Ball announces green propellant exceeds technical range objective, could replace toxic fuels

By: InnovatioNews Tuesday April 1, 2014 0 comments Tags: Aerojet Rocketdyne, Boulder, GPIM, Jim Oschmann, Roger Myers

Ball Aerospace logoBOULDER - Ball Aerospace and Technologies Corp. and Aerojet Rocketdyne announced they have exceeded the technical range objective for the main thruster that will fly aboard the Green Propellant Infusion Mission (GPIM).

The mission will demonstrate in a space environment that a "green" propellant known as AF-M315E can be used to replace the highly toxic hydrazine and complex bi-propellant systems currently in use.

"This is an exciting program that will enhance both future spacecraft performance and U.S. competitiveness," said Jim Oschmann, Ball Aerospace Civil Space and Technologies VP and GM.

"The new propellant technology, once demonstrated on GPIM, will raise both the 22 Newton and 1 Newton class AF-M315E thruster readiness for flight, enabling safer and less-costly space missions with significant enhanced in-space propulsion performance."

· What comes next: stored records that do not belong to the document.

// ============================================================================
// TESTS
// ============================================================================

#[cfg(test)]
mod tests {
    use super::*;
    use crate::entities::UNKNOWN_CATEGORY_NAME;
    use proptest::prelude::*;

    fn catalog() -> &'static Catalog {
        Catalog::global()
    }

    #[test]
    fn test_normalize() {
        assert_eq!(normalize("  Heineken   24x33cl\tBLIK "), "heineken 24x33cl blik");
        assert_eq!(normalize("   "), "");
    }

    #[test]
    fn test_spread_pack_sizes() {
        assert_eq!(spread_pack_sizes("heineken 24x33cl"), "heineken 24 x 33cl");
        assert_eq!(spread_pack_sizes("xxl box"), "xxl box");
        assert_eq!(spread_pack_sizes("12x"), "12x");
    }

    #[test]
    fn test_keyword_points() {
        assert_eq!(keyword_points("smirnoff red vodka", "vodka", 4), 4);
        assert_eq!(keyword_points("bacardi breezer orange", "bacardi breezer", 6), 8);
        // Embedded long term earns half
        assert_eq!(keyword_points("watermelon", "water", 4), 2);
        // Embedded short term earns nothing
        assert_eq!(keyword_points("chocolate", "cola", 4), 0);
        assert_eq!(keyword_points("original", "gin", 4), 0);
        assert_eq!(keyword_points("vodka 40%", "40%", 4), 4);
    }

    #[test]
    fn test_preset_short_circuits() {
        let item = ClassifiableItem::new("Krat Heineken 24x30cl").with_preset("5");
        let result = catalog().classify(&item);
        assert_eq!(result, ClassificationResult::preset("5"));
    }

    #[test]
    fn test_blank_preset_is_ignored() {
        let item = ClassifiableItem::new("Red Bull 24x25cl blik").with_preset("   ");
        let result = catalog().classify(&item);
        assert_eq!(result.category_code, Category::EnergyDrink.code());
        assert_eq!(result.match_type, MatchType::Exact);
    }

    #[test]
    fn test_unknown_preset_is_kept() {
        let item = ClassifiableItem::new("Heineken 24x33cl blik").with_preset("99");
        let result = catalog().classify(&item);
        assert_eq!(result.category_code, "99");
        assert_eq!(result.category(), Category::MISC);
        assert_eq!(result.category_name(), UNKNOWN_CATEGORY_NAME);
    }

    #[test]
    fn test_heineken_nl_beer() {
        let item = ClassifiableItem::new("Heineken 24x33cl blik NL").with_volume("24x33cl");
        let result = catalog().classify(&item);
        assert_eq!(result.category_code, Category::NlBeer.code());
        assert!(matches!(result.match_type, MatchType::Exact | MatchType::Partial));
        assert_eq!(result.category_name(), "NL BIER");
    }

    #[test]
    fn test_lovka_is_mix_drink() {
        let item = ClassifiableItem::new("Lovka 10% vodka energy 24x25cl blik");
        let result = catalog().classify(&item);
        assert_eq!(result.category_code, Category::MixDrink.code());
        assert_eq!(result.match_type, MatchType::Exact);
        assert_eq!(result.category_name(), "MIX DRANK");
    }

    #[test]
    fn test_unknown_article_falls_back() {
        let item = ClassifiableItem::new("Onbekend Artikel XYZ123");
        let result = catalog().classify(&item);
        assert_eq!(result.category_code, Category::NonFood.code());
        assert_eq!(result.match_type, MatchType::Fallback);
    }

    #[test]
    fn test_crate_overrides_beer() {
        let item = ClassifiableItem::new("Krat Heineken 24x30cl");
        let result = catalog().classify(&item);
        assert_eq!(result.category_code, Category::Crates.code());
    }

    #[test]
    fn test_crate_sku_in_table_is_exact() {
        let result = catalog().classify(&ClassifiableItem::new("Statiegeld fles 0.10"));
        assert_eq!(result.category_code, Category::Crates.code());
        assert_eq!(result.match_type, MatchType::Exact);

        let result = catalog().classify(&ClassifiableItem::new("Statiegeld fles 0.25"));
        assert_eq!(result.category_code, Category::Crates.code());
        assert_eq!(result.match_type, MatchType::Fallback);
    }

    #[test]
    fn test_mentions_crate_term() {
        assert!(mentions_crate_term("krat heineken", "krat"));
        assert!(mentions_crate_term("lege bierkrat", "krat"));
        assert!(mentions_crate_term("3 kratten grolsch", "krat"));
        assert!(mentions_crate_term("kratje bavaria", "krat"));
        assert!(mentions_crate_term("leeggoedkrat", "leeggoed"));
        assert!(!mentions_crate_term("krating daeng", "krat"));
        assert!(!mentions_crate_term("kratom thee", "krat"));
    }

    #[test]
    fn test_krating_daeng_is_energy_drink() {
        let result = catalog().classify(&ClassifiableItem::new("Krating Daeng 24x25cl blik"));
        assert_eq!(result.category_code, Category::EnergyDrink.code());
        assert_eq!(result.match_type, MatchType::Exact);

        let result = catalog().classify(&ClassifiableItem::new("Krating Daeng 10x15cl fles"));
        assert_eq!(result.category_code, Category::EnergyDrink.code());
        assert_eq!(result.match_type, MatchType::Fallback);
    }

    #[test]
    fn test_crate_term_in_volume() {
        let item = ClassifiableItem::new("Grolsch beugel").with_volume("statiegeld");
        let result = catalog().classify(&item);
        assert_eq!(result.category_code, Category::Crates.code());
    }

    #[test]
    fn test_exact_match_is_case_and_space_insensitive() {
        let item = ClassifiableItem::new("  SMIRNOFF   Red Vodka 70cl ");
        let result = catalog().classify(&item);
        assert_eq!(result.category_code, Category::StrongSpirits.code());
        assert_eq!(result.match_type, MatchType::Exact);
    }

    #[test]
    fn test_exact_match_on_name_plus_volume() {
        let item = ClassifiableItem::new("Coca-Cola").with_volume("24x33cl blik");
        let result = catalog().classify(&item);
        assert_eq!(result.category_code, Category::SoftDrink.code());
        assert_eq!(result.match_type, MatchType::Exact);
    }

    #[test]
    fn test_partial_known_contains_input() {
        let item = ClassifiableItem::new("Red Bull");
        let result = catalog().classify(&item);
        assert_eq!(result.category_code, Category::EnergyDrink.code());
        assert_eq!(result.match_type, MatchType::Partial);
    }

    #[test]
    fn test_partial_input_contains_known() {
        let item = ClassifiableItem::new("Actie: Jägermeister 70cl + gratis shotglas");
        let result = catalog().classify(&item);
        assert_eq!(result.category_code, Category::Liqueur.code());
        assert_eq!(result.match_type, MatchType::Partial);
    }

    #[test]
    fn test_short_input_skips_partial() {
        // "sol" is part of several known names but too short to match on
        let item = ClassifiableItem::new("Sol");
        let result = catalog().classify(&item);
        assert_eq!(result.match_type, MatchType::Fallback);
    }

    #[test]
    fn test_keyword_scoring_brand() {
        let item = ClassifiableItem::new("Hennessy XO 70cl giftbox");
        let result = catalog().classify(&item);
        assert_eq!(result.category_code, Category::StrongSpirits.code());
        assert_eq!(result.match_type, MatchType::Fallback);
    }

    #[test]
    fn test_keyword_phrase_beats_brand() {
        // "smirnoff ice" (phrase) outweighs "smirnoff" (spirits brand)
        let item = ClassifiableItem::new("Smirnoff Ice Tropical 6x27.5cl");
        let result = catalog().classify(&item);
        assert_eq!(result.category_code, Category::MixDrink.code());
    }

    #[test]
    fn test_alcohol_free_marker_beats_brand() {
        let item = ClassifiableItem::new("Heineken 0.0 Tropical 6x25cl");
        let result = catalog().classify(&item);
        assert_eq!(result.category_code, Category::AlcoholFree.code());
    }

    #[test]
    fn test_watermelon_correction() {
        let scores = catalog().score("watermelon splash");
        assert_eq!(scores.get(Category::Water), 0);
        assert_eq!(scores.get(Category::Cider), 2);
    }

    #[test]
    fn test_alcohol_free_wine_correction() {
        let item = ClassifiableItem::new("Alcoholvrije wijn rood");
        let result = catalog().classify(&item);
        assert_eq!(result.category_code, Category::AlcoholFree.code());
    }

    #[test]
    fn test_below_threshold_is_misc() {
        // Packaging terms alone never reach the threshold
        let item = ClassifiableItem::new("Huismerk blik");
        let result = catalog().classify(&item);
        assert_eq!(result.category_code, Category::MISC.code());
        assert_eq!(result.match_type, MatchType::Fallback);
    }

    #[test]
    fn test_tie_is_misc() {
        let mut scores = CategoryScores::new();
        scores.add(Category::Wine, 6);
        scores.add(Category::Cider, 6);
        assert_eq!(scores.winner(MIN_SCORE), None);

        scores.add(Category::Cider, 1);
        assert_eq!(scores.winner(MIN_SCORE), Some(Category::Cider));
    }

    #[test]
    fn test_empty_name_is_misc() {
        for name in ["", "   ", "\t\n"] {
            let result = catalog().classify(&ClassifiableItem::new(name));
            assert_eq!(result.category_code, Category::MISC.code());
            assert_eq!(result.match_type, MatchType::Fallback);
        }
    }

    #[test]
    fn test_classify_all_keeps_order() {
        let items = vec![
            ClassifiableItem::new("Red Bull 24x25cl blik"),
            ClassifiableItem::new(""),
            ClassifiableItem::new("Absolut vodka 70cl"),
        ];
        let codes: Vec<String> = catalog()
            .classify_all(&items)
            .into_iter()
            .map(|r| r.category_code)
            .collect();
        assert_eq!(codes, vec!["8", "13", "16"]);
    }

    #[test]
    fn test_result_serialization() {
        let result = ClassificationResult::new(Category::NlBeer, MatchType::Partial);
        let json = serde_json::to_value(&result).unwrap();
        assert_eq!(json, serde_json::json!({ "categoryCode": "1", "matchType": "partial" }));
    }

    #[test]
    fn test_item_deserialization_without_name() {
        let item: ClassifiableItem = serde_json::from_str(r#"{ "externalId": "A-1" }"#).unwrap();
        assert_eq!(item.name, "");
        assert_eq!(item.external_id.as_deref(), Some("A-1"));
        assert_eq!(classify(&item).category_code, Category::MISC.code());
    }

    proptest! {
        #[test]
        fn prop_preset_always_wins(name in ".*", preset in "[0-9A-Za-z]{1,4}") {
            let item = ClassifiableItem::new(name).with_preset(preset.clone());
            let result = catalog().classify(&item);
            prop_assert_eq!(result.category_code, preset);
            prop_assert_eq!(result.match_type, MatchType::Preset);
        }

        #[test]
        fn prop_crate_terms_override(
            prefix in "[a-z ]{0,12}",
            term in prop::sample::select(vec!["crate", "Krat", "STATIEGELD", "Statiegeld"]),
            suffix in "[a-z0-9 ]{0,12}",
        ) {
            let name = format!("{prefix} {term} heineken vodka 40% {suffix}");
            let result = catalog().classify(&ClassifiableItem::new(name));
            prop_assert_eq!(result.category_code, Category::Crates.code());
        }

        #[test]
        fn prop_known_products_match_exactly(index in 0usize..crate::tables::KNOWN_PRODUCTS.len()) {
            let (name, category) = crate::tables::KNOWN_PRODUCTS[index];
            let result = catalog().classify(&ClassifiableItem::new(name.to_uppercase()));
            prop_assert_eq!(result.category_code, category.code());
            prop_assert_eq!(result.match_type, MatchType::Exact);
        }

        #[test]
        fn prop_classify_is_deterministic(name in ".*", volume in proptest::option::of(".*")) {
            let item = ClassifiableItem { name, volume, ..Default::default() };
            prop_assert_eq!(catalog().classify(&item), catalog().classify(&item));
        }

        #[test]
        fn prop_category_name_is_total(name in "\\PC*", volume in proptest::option::of("\\PC*")) {
            let item = ClassifiableItem { name, volume, ..Default::default() };
            let result = classify(&item);
            prop_assert!(!category_name(&result.category_code).is_empty());
        }
    }
}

Ball said the GPIM team demonstrated in a lab environment that the 22 Newton class thruster running AF-M135E propellant had an enhanced operation range over traditional hydrazine used in spacecraft. The test continuously demonstrated that the thruster had enough force to go as high as 27 Newtons and scale down to 4 Newtons.

"The expanded operational range exemplifies the performance benefits provided by the AF-M315E, which enable a broad range of applications from low-Earth orbit to deep space and facilitate infusion across the marketplace," said Roger Myers, executive director of Electric Propulsion and Integrated Systems at Aerojet Rocketdyne.